Rebelião em penitenciária paulista resulta em incêndio de colchões

Ato de indisciplina ocorreu após apreensão de bebida alcoólica artesanal, mas foi controlado sem feridos.

Rebelião em penitenciária paulista resulta em incêndio de colchões
Presos ateiam fogo em colchões e são contidos por policiais penais na penitenciária 3 de Hortolândia

Grupo de presos ateou fogo em colchões na Penitenciária 3 de Hortolândia após apreensão de bebidas.

Rebelião penitenciária em Hortolândia provoca incêndio

Um grupo de presos fez uma rebelião na manhã de hoje na Penitenciária 3 de Hortolândia, São Paulo, ateando fogo em colchões e outros objetos. O incidente ocorreu após a apreensão de bebida alcoólica artesanal no dia anterior, que gerou insatisfação entre os detentos. A situação foi rapidamente controlada pela Polícia Penal, que não registrou feridos ou reféns durante a ocorrência.

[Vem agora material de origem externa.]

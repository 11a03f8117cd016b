pub mod commands;
pub mod core;
pub mod help;
pub mod io;
pub mod output;
pub mod registry;
mod shell;
pub mod table;

pub use shell::{run_cli, SCRIPT_ENV};
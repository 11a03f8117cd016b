use crate::analysis::{TargetReport, TargetService, TargetSettings, WeekNumbering};
use crate::cli::core::{parse_months, CommandError, CommandResult, ParsedArgs, ShellContext};
use crate::cli::io;
use crate::cli::output::section;
use crate::cli::registry::CommandEntry;

pub(crate) fn definitions() -> Vec<CommandEntry> {
    vec![CommandEntry::new(
        "targets",
        "Show daily, weekly and monthly revenue targets",
        "targets [--months N] [--date YYYY-MM-DD] [--weeks iso|sunday]",
        cmd_targets,
    )]
}

fn cmd_targets(context: &mut ShellContext, args: &[&str]) -> CommandResult {
    let parsed = ParsedArgs::parse(args, &["months", "date", "weeks"], &[])?;
    if let Some(extra) = parsed.positionals().first() {
        return Err(CommandError::InvalidArguments(format!(
            "unexpected argument `{}`",
            extra
        )));
    }

    let months_back = match parsed.value("months") {
        Some(raw) => parse_months(raw)?,
        None => context.config.months_back,
    };
    if months_back == 0 {
        return Err(CommandError::InvalidArguments(
            "the lookback window needs at least one month".into(),
        ));
    }
    let week_numbering = match parsed.value("weeks") {
        Some(raw) => raw.parse::<WeekNumbering>()?,
        None => context.config.week_numbering,
    };
    let settings = TargetSettings {
        months_back,
        week_numbering,
        target_date: parsed.date("date")?,
    };

    let snapshot = TargetService::snapshot(context.book.records(), &settings, context.clock());

    section(format!("Revenue targets ({} month(s) back)", months_back));
    print_target(
        context,
        &format!("Daily ({}, {})", snapshot.target_date, snapshot.target_date.weekday()),
        &snapshot.daily,
        "day(s)",
    );
    print_target(
        context,
        &format!(
            "Weekly (week {}, {} numbering)",
            week_numbering.week_of(snapshot.today),
            week_numbering.as_str()
        ),
        &snapshot.weekly,
        "week(s)",
    );
    print_target(
        context,
        &format!("Monthly ({})", snapshot.today.month_key()),
        &snapshot.monthly,
        "month(s)",
    );
    io::print_info(format!("Window: {}", snapshot.monthly.window));
    Ok(())
}

fn print_target(context: &ShellContext, label: &str, report: &TargetReport<'_>, unit: &str) {
    io::print_info(format!(
        "{:<40} {:>16}   from {} over {} {}",
        label,
        context.money(report.target),
        context.money(report.total),
        report.buckets,
        unit
    ));
}

#[cfg(test)]
mod tests {
    use crate::analysis::{TargetService, TargetSettings};
    use crate::cli::core::{run_lines, script_context};
    use tempfile::tempdir;

    #[test]
    fn targets_command_accepts_overrides() {
        let dir = tempdir().expect("temp dir");
        let mut context = script_context(dir.path(), "2025-03-04");
        run_lines(
            &mut context,
            &[
                "add income 100 2025-01-07",
                "add income 200 2025-02-04",
                "targets",
                "targets --months 2 --weeks sunday --date 2025-03-11",
            ],
        );
        let snapshot = TargetService::snapshot(
            context.book.records(),
            &TargetSettings {
                months_back: 2,
                ..TargetSettings::default()
            },
            context.clock(),
        );
        assert_eq!(snapshot.daily.target, 150.0);
    }

    #[test]
    fn targets_command_rejects_bad_options() {
        let dir = tempdir().expect("temp dir");
        let mut context = script_context(dir.path(), "2025-03-04");
        assert!(context.process_line("targets --months 0").is_err());
        assert!(context.process_line("targets --weeks lunar").is_err());
        assert!(context.process_line("targets today").is_err());
    }
}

A Secretaria de Administração Penitenciária (SAP) do governo paulista afirmou que a situação está sob controle e que a penitenciária opera dentro dos padrões de segurança e disciplina. Em nota, a SAP detalhou que os envolvidos na rebelião serão transferidos para outras unidades prisionais, mas não especificou quantos presos participaram do motim.

Detalhes sobre a rebelião e resposta policial

Os presos danificaram portas automatizadas das celas e provocaram o incêndio, que gerou imagens de fumaça preta visíveis nas redes sociais. A Polícia Militar foi acionada para prestar apoio, mas não houve necessidade de sua entrada na penitenciária, uma vez que a situação foi contida pela Polícia Penal.

Imagens divulgadas mostram um helicóptero da PM sobrevoando a área, mas a resposta foi coordenada de forma a evitar maiores conflitos dentro da unidade. A comunidade local ficou em alerta diante da fumaça e da presença policial, mas a situação foi normalizada rapidamente.

Capacidade da penitenciária e condições de custódia

A Penitenciária 3 de Hortolândia enfrenta uma grave superlotação. Com capacidade para 700 presos, a unidade abrigava 1.277 detentos até o dia 19 de novembro. Essa superlotação é um fator que contribui para a tensão nas instalações prisionais, refletindo os desafios enfrentados pelo sistema penitenciário em São Paulo.

As autoridades têm sido criticadas por não conseguirem garantir condições dignas e seguras para os detentos, o que frequentemente resulta em revoltas como a de hoje. A SAP está sob pressão para encontrar soluções que melhorem as condições e a segurança nas penitenciárias do estado.

Conclusão

A rebelião na Penitenciária 3 de Hortolândia destaca os problemas persistentes no sistema prisional paulista, que lida com superlotação e a falta de recursos adequados. A resposta rápida das autoridades evitou que a situação se agravasse, mas levanta questões sobre a necessidade de reformas mais profundas no setor. O governo paulista continua a trabalhar para assegurar que as unidades prisionais operem dentro de padrões adequados de segurança e disciplina.